-- Source records follows --

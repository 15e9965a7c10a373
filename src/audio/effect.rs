use super::frame::StereoFrame;

// The master chain is fixed: every mixed block runs through a bitcrusher
// and a makeup gain before it reaches the device, the same coloring the
// 808 kit gets in the original demo.

pub trait Effect: Send {
    fn process(&mut self, buf: &mut [StereoFrame]);
}

/// Crush then boost, in that order.
pub fn master_chain() -> Vec<Box<dyn Effect>> {
    vec![
        Box::new(Bitcrusher::from_bits(10)),
        Box::new(Gain::new(2.0)),
    ]
}

pub struct Bitcrusher {
    levels: f32,
}

impl Bitcrusher {
    pub fn new(levels: u32) -> Self {
        Self {
            levels: levels.clamp(2, 65536) as f32,
        }
    }

    pub fn from_bits(bits: u32) -> Self {
        Self::new(1u32 << bits.clamp(1, 16))
    }
}

impl Effect for Bitcrusher {
    fn process(&mut self, buf: &mut [StereoFrame]) {
        let scale = (self.levels - 1.0) * 0.5;
        let inv = 1.0 / scale;
        for f in buf.iter_mut() {
            f.left = (f.left.clamp(-1.0, 1.0) * scale).round() * inv;
            f.right = (f.right.clamp(-1.0, 1.0) * scale).round() * inv;
        }
    }
}

pub struct Gain {
    amount: f32,
}

impl Gain {
    pub fn new(amount: f32) -> Self {
        Self { amount }
    }
}

impl Effect for Gain {
    fn process(&mut self, buf: &mut [StereoFrame]) {
        for f in buf.iter_mut() {
            f.left *= self.amount;
            f.right *= self.amount;
        }
    }
}
// Pattern values and the generated-pattern matrix.
//
// A Pattern is a small 3-D tensor over [batch, step, channel] with cell
// values in {0, 1} once thresholded. The matrix is the store the generator
// fills batch by batch and the sampler reads from once it is complete.

use anyhow::{bail, ensure};

#[derive(Clone, Debug, PartialEq)]
pub struct Pattern {
    data: Vec<f32>,
    shape: [usize; 3],
}

impl Pattern {
    pub fn new(data: Vec<f32>, shape: [usize; 3]) -> anyhow::Result<Self> {
        ensure!(
            data.len() == shape[0] * shape[1] * shape[2],
            "pattern data length {} does not match shape {:?}",
            data.len(),
            shape
        );
        Ok(Self { data, shape })
    }

    pub fn zeros(shape: [usize; 3]) -> Self {
        Self {
            data: vec![0.0; shape[0] * shape[1] * shape[2]],
            shape,
        }
    }

    pub fn shape(&self) -> [usize; 3] {
        self.shape
    }

    pub fn data(&self) -> &[f32] {
        &self.data
    }

    #[inline]
    pub fn get(&self, batch: usize, step: usize, channel: usize) -> f32 {
        let [_, steps, channels] = self.shape;
        self.data[(batch * steps + step) * channels + channel]
    }

    /// One batch item as a flat [steps * channels] slice.
    pub fn batch_item(&self, batch: usize) -> &[f32] {
        let stride = self.shape[1] * self.shape[2];
        &self.data[batch * stride..(batch + 1) * stride]
    }

    /// Concatenate along `axis` (0 = batch, 2 = channel). Shapes must agree
    /// on every other axis.
    pub fn concatenate(&self, other: &Pattern, axis: usize) -> anyhow::Result<Pattern> {
        match axis {
            0 => {
                ensure!(
                    self.shape[1] == other.shape[1] && self.shape[2] == other.shape[2],
                    "batch concat shape mismatch: {:?} vs {:?}",
                    self.shape,
                    other.shape
                );
                let mut data = self.data.clone();
                data.extend_from_slice(&other.data);
                Pattern::new(
                    data,
                    [self.shape[0] + other.shape[0], self.shape[1], self.shape[2]],
                )
            }
            2 => {
                ensure!(
                    self.shape[0] == other.shape[0] && self.shape[1] == other.shape[1],
                    "channel concat shape mismatch: {:?} vs {:?}",
                    self.shape,
                    other.shape
                );
                let [b, s, c0] = self.shape;
                let c1 = other.shape[2];
                let mut data = Vec::with_capacity(b * s * (c0 + c1));
                for batch in 0..b {
                    for step in 0..s {
                        let base0 = (batch * s + step) * c0;
                        let base1 = (batch * s + step) * c1;
                        data.extend_from_slice(&self.data[base0..base0 + c0]);
                        data.extend_from_slice(&other.data[base1..base1 + c1]);
                    }
                }
                Pattern::new(data, [b, s, c0 + c1])
            }
            _ => bail!("unsupported concat axis {axis}"),
        }
    }
}

/// Binarize raw model output: strictly greater than the threshold becomes
/// an onset, everything else silence.
pub fn apply_onset_threshold(data: &[f32], shape: [usize; 3], threshold: f32) -> anyhow::Result<Pattern> {
    let onsets = data
        .iter()
        .map(|&v| if v > threshold { 1.0 } else { 0.0 })
        .collect();
    Pattern::new(onsets, shape)
}

/// The onset matrix store: a rows x cols grid of generated pattern cells,
/// written exactly once per slot by the fill loop. Reads are refused until
/// every slot has been written.
pub struct PatternMatrix {
    cells: Vec<Option<Vec<f32>>>,
    rows: usize,
    cols: usize,
    cell_shape: [usize; 3],
}

impl PatternMatrix {
    pub fn new(cell_shape: [usize; 3], rows: usize, cols: usize) -> Self {
        Self {
            cells: vec![None; rows * cols],
            rows,
            cols,
            cell_shape,
        }
    }

    pub fn rows(&self) -> usize {
        self.rows
    }

    pub fn cols(&self) -> usize {
        self.cols
    }

    pub fn append(&mut self, cell: Vec<f32>, row: usize, col: usize) -> anyhow::Result<()> {
        ensure!(row < self.rows && col < self.cols, "matrix index ({row}, {col}) out of range");
        ensure!(
            cell.len() == self.cell_shape[0] * self.cell_shape[1] * self.cell_shape[2],
            "cell data length {} does not match shape {:?}",
            cell.len(),
            self.cell_shape
        );
        let slot = &mut self.cells[row * self.cols + col];
        ensure!(slot.is_none(), "matrix cell ({row}, {col}) written twice");
        *slot = Some(cell);
        Ok(())
    }

    pub fn is_ready(&self) -> bool {
        self.cells.iter().all(|c| c.is_some())
    }

    /// Number of cells written so far, for progress reporting.
    pub fn filled(&self) -> usize {
        self.cells.iter().filter(|c| c.is_some()).count()
    }

    /// Read one cell as a Pattern. None until the whole matrix is ready;
    /// partial reads are not part of the contract.
    pub fn cell(&self, row: usize, col: usize) -> Option<Pattern> {
        if !self.is_ready() || row >= self.rows || col >= self.cols {
            return None;
        }
        let data = self.cells[row * self.cols + col].as_ref()?.clone();
        Pattern::new(data, self.cell_shape).ok()
    }
}
use anyhow::Context;
use cpal::traits::{DeviceTrait, HostTrait, StreamTrait};
use crossbeam_channel::{Receiver, Sender};
use log::error;

use crate::audio_api::AudioCommand;

mod effect;
mod engine;
mod frame;
mod sample_buffer;
mod sample_id;
mod voice;

pub use frame::StereoFrame;
pub use sample_buffer::SampleBuffer;
pub use sample_id::{SampleId, next_sample_id};

use engine::Engine;

pub struct AudioHandle {
    tx: Sender<AudioCommand>,
    draw_rx: Receiver<usize>,
    sample_rate: u32,
    _output_stream: cpal::Stream,
}

impl AudioHandle {
    pub fn sample_rate(&self) -> u32 {
        self.sample_rate
    }

    pub fn send(&self, cmd: AudioCommand) {
        let _ = self.tx.try_send(cmd);
    }

    pub fn command_sender(&self) -> Sender<AudioCommand> {
        self.tx.clone()
    }

    /// Step cursor ticks emitted from the audio clock.
    pub fn poll_step(&self) -> Option<usize> {
        self.draw_rx.try_recv().ok()
    }
}

pub fn start_audio() -> anyhow::Result<AudioHandle> {
    let (tx, rx) = crossbeam_channel::bounded::<AudioCommand>(1024);
    let (draw_tx, draw_rx) = crossbeam_channel::bounded::<usize>(256);

    let host = cpal::default_host();
    let device = host
        .default_output_device()
        .context("no default output device")?;
    let config = device
        .default_output_config()
        .context("no default output config")?;

    let sample_rate = config.sample_rate();
    let channels = config.channels() as usize;

    match config.sample_format() {
        cpal::SampleFormat::F32 => {
            let output_stream =
                build_output_stream_f32(&device, &config.into(), rx, draw_tx, sample_rate, channels)?;
            output_stream.play().context("failed to play output stream")?;

            Ok(AudioHandle {
                tx,
                draw_rx,
                sample_rate,
                _output_stream: output_stream,
            })
        }
        other => anyhow::bail!("unsupported sample format {other:?} (only f32 supported)"),
    }
}

fn build_output_stream_f32(
    device: &cpal::Device,
    config: &cpal::StreamConfig,
    rx: Receiver<AudioCommand>,
    draw_tx: Sender<usize>,
    sample_rate: u32,
    channels: usize,
) -> anyhow::Result<cpal::Stream> {
    let mut engine = Engine::new(sample_rate, draw_tx);
    let mut scratch: Vec<StereoFrame> = Vec::new();

    let err_fn = |err| error!("audio output stream error: {err}");

    let stream = device.build_output_stream(
        config,
        move |data: &mut [f32], _info| {
            while let Ok(cmd) = rx.try_recv() {
                engine.handle_cmd(cmd);
            }

            let n_frames = data.len() / channels;
            scratch.resize(n_frames, StereoFrame::zero());
            engine.render_block(&mut scratch);

            for (i, frame) in scratch.iter().enumerate() {
                let base = i * channels;
                data[base] = frame.left;
                if channels > 1 {
                    data[base + 1] = frame.right;
                }
                for ch in 2..channels {
                    data[base + ch] = 0.0;
                }
            }
        },
        err_fn,
        None,
    )?;

    Ok(stream)
}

-- Source records concluded --

* **Task instructions**:
Retype every line up to and including the one that contains "in that order.", beginning at the first line of the records, with no edits.

* **Response area**:
repository 15e9965a7c10a373
filename src/audio/effect.rs
use super::frame::StereoFrame;

// The master chain is fixed: every mixed block runs through a bitcrusher
// and a makeup gain before it reaches the device, the same coloring the
// 808 kit gets in the original demo.

pub trait Effect: Send {
    fn process(&mut self, buf: &mut [StereoFrame]);
}

/// Crush then boost, in that order.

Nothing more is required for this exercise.